I have been fat-shamed for most of my life, and I hardly remember most of the stories vividly. (I tend to block that shit out). The words I remember the most were when it was from family members shaming me.
It was a Saturday morning, and I was getting ready for church. Now in my life, I would gain weight gradually. It was enough where people started to notice and point it out, of course. That day I wanted to wear one of my favorite purple skirts with an exposed zipper in front. I wrestled with the garment for 5 minutes. Squeeze. Push. Suck in my gut. Zip. Squeeze. GASP! Lawd, that skirt was a struggle, but I loved it so much.
The skirt was tight, but I was in denial of my weight gain, and I still thought I looked good, until. Of course, a COMMENT from someone who puts their OWN insecurities on you.
The family member looks at me for about a minute. They tilt their head to the side, and questions, “You are seriously gonna wear that skirt. It doesn’t fit you anymore.”
“So what do you expect me to wear?

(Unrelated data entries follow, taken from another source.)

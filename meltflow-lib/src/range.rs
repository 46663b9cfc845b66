//! Half-open decimal ranges, rounded to a fixed number of places.

use crate::constants::RANGE_DECIMALS;
use crate::error::{MeltFlowError, Result};

/// Smallest step the generator accepts. Twice the rounding resolution, so
/// neighbouring values that both land on a half-unit tie still round apart.
const MIN_STEP: f64 = 2.0e-5;

/// Relative slack applied to `(stop - start) / step` before flooring, so
/// that decimal steps such as 0.1 count the way they would in exact arithmetic.
const COUNT_TOLERANCE: f64 = 1.0e-9;

/// Round `value` to `places` decimal places.
pub fn round_to(value: f64, places: i32) -> f64 {
    let scale = 10f64.powi(places);
    let scaled = value * scale;
    if !scaled.is_finite() {
        return value;
    }
    scaled.round() / scale
}

/// Finite, restartable sequence `start, start + step, ...` stopping before `stop`.
///
/// Each emitted value is rounded to [`RANGE_DECIMALS`] places.
#[derive(Debug, Clone, PartialEq)]
pub struct FloatRange {
    start: f64,
    stop: f64,
    step: f64,
    count: usize,
    front: usize,
    back: usize,
}

/// Build a [`FloatRange`] over `[start, stop)`.
///
/// Fails when `step <= 0`, `stop <= start`, a bound is not finite, the step
/// is below twice the rounding resolution, or the value count does not fit
/// in a `usize`.
pub fn float_range(start: f64, stop: f64, step: f64) -> Result<FloatRange> {
    FloatRange::new(start, stop, step)
}

impl FloatRange {
    pub fn new(start: f64, stop: f64, step: f64) -> Result<Self> {
        let finite = start.is_finite() && stop.is_finite() && step.is_finite();
        if !finite || step < MIN_STEP || stop <= start {
            return Err(MeltFlowError::InvalidRange { start, stop, step });
        }

        let quotient = ((stop - start) / step * (1.0 + COUNT_TOLERANCE)).floor();
        if !quotient.is_finite() || quotient >= usize::MAX as f64 {
            return Err(MeltFlowError::InvalidRange { start, stop, step });
        }
        let mut count = quotient as usize;
        while count > 0 && value_at(start, step, count - 1) >= stop {
            count -= 1;
        }

        Ok(FloatRange {
            start,
            stop,
            step,
            count,
            front: 0,
            back: count,
        })
    }

    pub fn start(&self) -> f64 {
        self.start
    }

    pub fn stop(&self) -> f64 {
        self.stop
    }

    pub fn step(&self) -> f64 {
        self.step
    }

    /// Total number of values in the full range, regardless of progress.
    pub fn count_total(&self) -> usize {
        self.count
    }

    /// Rewind to the first value.
    pub fn restart(&mut self) {
        self.front = 0;
        self.back = self.count;
    }

    /// Value at position `index` of the full range.
    pub fn get(&self, index: usize) -> Option<f64> {
        (index < self.count).then(|| value_at(self.start, self.step, index))
    }
}

fn value_at(start: f64, step: f64, index: usize) -> f64 {
    round_to(start + index as f64 * step, RANGE_DECIMALS)
}

impl Iterator for FloatRange {
    type Item = f64;

    fn next(&mut self) -> Option<f64> {
        if self.front >= self.back {
            return None;
        }
        let value = value_at(self.start, self.step, self.front);
        self.front += 1;
        Some(value)
    }

    fn size_hint(&self) -> (usize, Option<usize>) {
        let remaining = self.back - self.front;
        (remaining, Some(remaining))
    }
}

impl DoubleEndedIterator for FloatRange {
    fn next_back(&mut self) -> Option<f64> {
        if self.front >= self.back {
            return None;
        }
        self.back -= 1;
        Some(value_at(self.start, self.step, self.back))
    }
}

impl ExactSizeIterator for FloatRange {}

#[cfg(test)]
mod tests {
    use super::*;

    #[test]
    fn test_round_to() {
        assert_eq!(round_to(0.123456, 5), 0.12346);
        assert_eq!(round_to(2.5, 0), 3.0);
    }

    #[test]
    fn test_exact_multiple_excludes_stop() {
        let values: Vec<f64> = float_range(0.0, 1.0, 0.25).unwrap().collect();
        assert_eq!(values, vec![0.0, 0.25, 0.5, 0.75]);
    }

    #[test]
    fn test_decimal_step_counts_like_exact_arithmetic() {
        // 0.3 / 0.1 evaluates to 2.9999999999999996
        let range = float_range(0.0, 0.3, 0.1).unwrap();
        assert_eq!(range.len(), 3);
        assert_eq!(range.last(), Some(0.2));
    }

    #[test]
    fn test_restart() {
        let mut range = float_range(1.0, 2.0, 0.5).unwrap();
        assert_eq!(range.next(), Some(1.0));
        assert_eq!(range.next(), Some(1.5));
        assert_eq!(range.next(), None);
        range.restart();
        assert_eq!(range.next(), Some(1.0));
    }

    #[test]
    fn test_reverse() {
        let values: Vec<f64> = float_range(0.0, 0.3, 0.1).unwrap().rev().collect();
        assert_eq!(values, vec![0.2, 0.1, 0.0]);
    }

    #[test]
    fn test_get() {
        let range = float_range(0.95, 0.96, 0.001).unwrap();
        assert_eq!(range.get(0), Some(0.95));
        assert_eq!(range.get(9), Some(0.959));
        assert_eq!(range.get(10), None);
    }

    #[test]
    fn test_rejects_step_below_resolution() {
        assert!(float_range(0.0, 1.0, 1.0e-6).is_err());
        assert!(float_range(0.0, 1.0, 1.0e-5).is_err());
        assert!(float_range(0.0, 1.0, 2.0e-5).is_ok());
    }

    #[test]
    fn test_round_to_keeps_huge_values() {
        assert_eq!(round_to(1.0e304, 5), 1.0e304);
        assert_eq!(round_to(-3.0e305, 5), -3.0e305);
    }

    #[test]
    fn test_rejects_nan() {
        assert!(float_range(f64::NAN, 1.0, 0.1).is_err());
        assert!(float_range(0.0, f64::INFINITY, 0.1).is_err());
    }
}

I think I look good,” I snapback. Clearlyyyyy, I was with the shits that day. It was after multiple people commented on my weight gain the past month. (So your girl was over the damn comments at that point.)

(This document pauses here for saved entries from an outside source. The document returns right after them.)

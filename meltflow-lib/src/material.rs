use meltflow_data::{MaterialRecord, RangeSpec};
use serde::{Deserialize, Serialize};

use crate::error::{MeltFlowError, Result};
use crate::range::FloatRange;

/// Temperature and load of a melt flow rate test, e.g. "230°C/2.16kg".
#[derive(Debug, Clone, Copy, PartialEq, Serialize, Deserialize)]
pub struct MeltFlowCondition {
    /// Melt temperature (°C)
    pub temperature: f64,
    /// Test load (kg)
    pub load: f64,
}

impl MeltFlowCondition {
    /// Parse a `temperature/load` label. Unit suffixes are optional.
    pub fn parse(label: &str) -> Result<Self> {
        let invalid = || MeltFlowError::InvalidTestCondition(label.to_string());

        let (temperature, load) = label.split_once('/').ok_or_else(invalid)?;
        let temperature = strip_unit(temperature, &["°C", "C"])
            .parse::<f64>()
            .map_err(|_| invalid())?;
        let load = strip_unit(load, &["kg"])
            .parse::<f64>()
            .map_err(|_| invalid())?;

        Ok(MeltFlowCondition { temperature, load })
    }
}

fn strip_unit<'a>(field: &'a str, units: &[&str]) -> &'a str {
    let field = field.trim();
    units
        .iter()
        .find_map(|unit| field.strip_suffix(*unit))
        .unwrap_or(field)
        .trim_end()
}

/// A polymer with its melt flow properties.
///
/// Immutable once built; both ranges are materialized at construction and
/// hold at least one value.
#[derive(Debug, Clone, PartialEq)]
pub struct Material {
    name: String,
    test_condition: String,
    condition: MeltFlowCondition,
    melt_flow_rate: f64,
    melt_flow_rate_spec: RangeSpec,
    melt_flow_rate_range: Vec<f64>,
    density_spec: RangeSpec,
    density_range: Vec<f64>,
    reference_shear_rate: f64,
}

impl Material {
    /// Validate a record and expand its ranges.
    pub fn from_record(record: &MaterialRecord) -> Result<Self> {
        let condition = MeltFlowCondition::parse(&record.test_condition)?;
        let melt_flow_rate_range = expand(&record.melt_flow_rate_range)?;
        let density_range = expand(&record.density_range)?;

        Ok(Material {
            name: record.name.clone(),
            test_condition: record.test_condition.clone(),
            condition,
            melt_flow_rate: record.melt_flow_rate,
            melt_flow_rate_spec: record.melt_flow_rate_range,
            melt_flow_rate_range,
            density_spec: record.density_range,
            density_range,
            reference_shear_rate: record.reference_shear_rate,
        })
    }

    pub fn to_record(&self) -> MaterialRecord {
        MaterialRecord {
            name: self.name.clone(),
            test_condition: self.test_condition.clone(),
            melt_flow_rate: self.melt_flow_rate,
            melt_flow_rate_range: self.melt_flow_rate_spec,
            density_range: self.density_spec,
            reference_shear_rate: self.reference_shear_rate,
        }
    }

    pub fn name(&self) -> &str {
        &self.name
    }

    /// The test condition label as declared.
    pub fn melt_flow_test_condition(&self) -> &str {
        &self.test_condition
    }

    pub fn condition(&self) -> MeltFlowCondition {
        self.condition
    }

    /// Melt temperature of the flow test (°C).
    pub fn melt_temperature(&self) -> f64 {
        self.condition.temperature
    }

    /// Load of the flow test (kg).
    pub fn load(&self) -> f64 {
        self.condition.load
    }

    /// Nominal melt flow rate (g/10min).
    pub fn melt_flow_rate(&self) -> f64 {
        self.melt_flow_rate
    }

    /// Acceptable melt flow rates (g/10min), strictly increasing.
    pub fn melt_flow_rate_range(&self) -> &[f64] {
        &self.melt_flow_rate_range
    }

    /// Acceptable densities (g/cm³), strictly increasing.
    pub fn density_range(&self) -> &[f64] {
        &self.density_range
    }

    /// Middle entry of the density range.
    pub fn nominal_density(&self) -> f64 {
        self.density_range[self.density_range.len() / 2]
    }

    /// Material-specific reference value.
    ///
    /// The source data for PP and HDPE does not settle whether this is a
    /// shear rate (s⁻¹) or a viscosity (Pa·s), and the PP figure is known to
    /// be unreliable. Callers choose the interpretation.
    pub fn reference_shear_rate(&self) -> f64 {
        self.reference_shear_rate
    }
}

fn expand(spec: &RangeSpec) -> Result<Vec<f64>> {
    let values: Vec<f64> = FloatRange::new(spec.start, spec.stop, spec.step)?.collect();
    // a material range must hold at least one value
    if values.is_empty() {
        return Err(MeltFlowError::InvalidRange {
            start: spec.start,
            stop: spec.stop,
            step: spec.step,
        });
    }
    Ok(values)
}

The family member responds, “Well if you wear this to church, I bet you are gonna have to go back home. Because I know the skirt WILL rip on you. You got bigger; that outfit is not for you.”
OHHHHHHH, so not only does the dress not fit, you are trying to say I look like shit. I immediately got heated and was ready to go off. But you know me, I respect my elders. I decided to think to filter my response. My brain was sifting all the curses and clapbacks at the speed of lighting to curate a reply.

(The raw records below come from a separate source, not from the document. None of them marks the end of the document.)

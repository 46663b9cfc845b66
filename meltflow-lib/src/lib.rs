pub mod constants;
pub mod db;
pub mod error;
pub mod flow;
pub mod lever;
pub mod material;
pub(crate) mod materials_db;
pub mod pressure;
pub mod range;
pub mod shear;
pub mod viscosity;

pub use db::{HDPE, MaterialDb, PP};
pub use error::{MeltFlowError, Result};
pub use flow::{cross_sectional_area, flow_rate, volumetric_flow_rate};
pub use lever::LeverPress;
pub use material::{Material, MeltFlowCondition};
pub use pressure::pressure_difference;
pub use range::{FloatRange, float_range, round_to};
pub use shear::{flow_rate_from_shear, shear_rate_from_flow};
pub use viscosity::{FlowViscosity, viscosity, viscosity_from_flow};
pub use meltflow_data;
#![no_std]

extern crate alloc;

use alloc::string::String;
use serde::{Deserialize, Serialize};

/// Half-open `[start, stop)` range stepped at `step`.
#[derive(Debug, Clone, Copy, PartialEq, Serialize, Deserialize)]
pub struct RangeSpec {
    pub start: f64,
    pub stop: f64,
    pub step: f64,
}

impl RangeSpec {
    pub const fn new(start: f64, stop: f64, step: f64) -> Self {
        RangeSpec { start, stop, step }
    }
}

/// Declarative description of a polymer, before validation.
#[derive(Debug, Clone, PartialEq, Serialize, Deserialize)]
pub struct MaterialRecord {
    pub name: String,
    /// Melt flow test condition, e.g. "230°C/2.16kg".
    pub test_condition: String,
    /// Nominal melt flow rate (g/10min).
    pub melt_flow_rate: f64,
    pub melt_flow_rate_range: RangeSpec,
    /// Acceptable densities (g/cm³).
    pub density_range: RangeSpec,
    /// Reference value whose unit is not fixed (s^-1 or Pa·s).
    pub reference_shear_rate: f64,
}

“I think it’ll be fine. You might think I look bad, but I like what I am wearing,” my filtered response exits my body. (Good move, Rachiie)
Later, my favorite cousin came to pick me up for church. On the way to church, I started to replay all the other family members said about my skirt and outfit. I began to imagine the skirt ripping to shreds in the middle of the church service. I was so worried. I could tell that my favorite cousin sensed that something was off about me. While she tried to keep me engaged in the car, I kept hiding my worries by giving concise responses. All the while, the possibility of my skirt ripping and me looking bad kept shouting in my head.
When we got to the church, I felt a little bit calmer, but the family member’s words lightly lingered in the back of my head. As we walked up the church steps, I hear it. RIP! The skirt split down the middle. My worse fear now has come true. I immediately felt a warm sensation rushing through my body. It was the feeling of embarrassment. I grabbed my bag to hide the back of the skirt while starting to cry as whisked away to the bathroom. My cousin quickly followed after me.
“What’s wrong? What happened,” she was so concerned.
I couldn’t control my tears; none of the words I said made sense I was. I couldn’t speak; I was so hysterical. I felt so defeated. Like the person who said that to me won a battle against me, I was down on the ropes of the boxing match I had with them.
If you feel confident, if you are happy, then don’t let people make you feel inferior.
Rachiiespeaks.com
After two full minutes of not being able to control my emotions. I finally told my family what happened. She was pissed that this happened to me. She empathized because she knows how are family gets about weight. She got me another skirt to wear from her car.
When she returned, she told me, “Don’t let anyone steal your joy.”
People will say about anything to put you down and question yourself. But it’s how you allow it to affect your day. They can’t steal the happiness you have because they have nothing better to do but cloud other people’s day. Do not let others win. If you feel confident, if you are happy, then don’t let people make you feel inferior.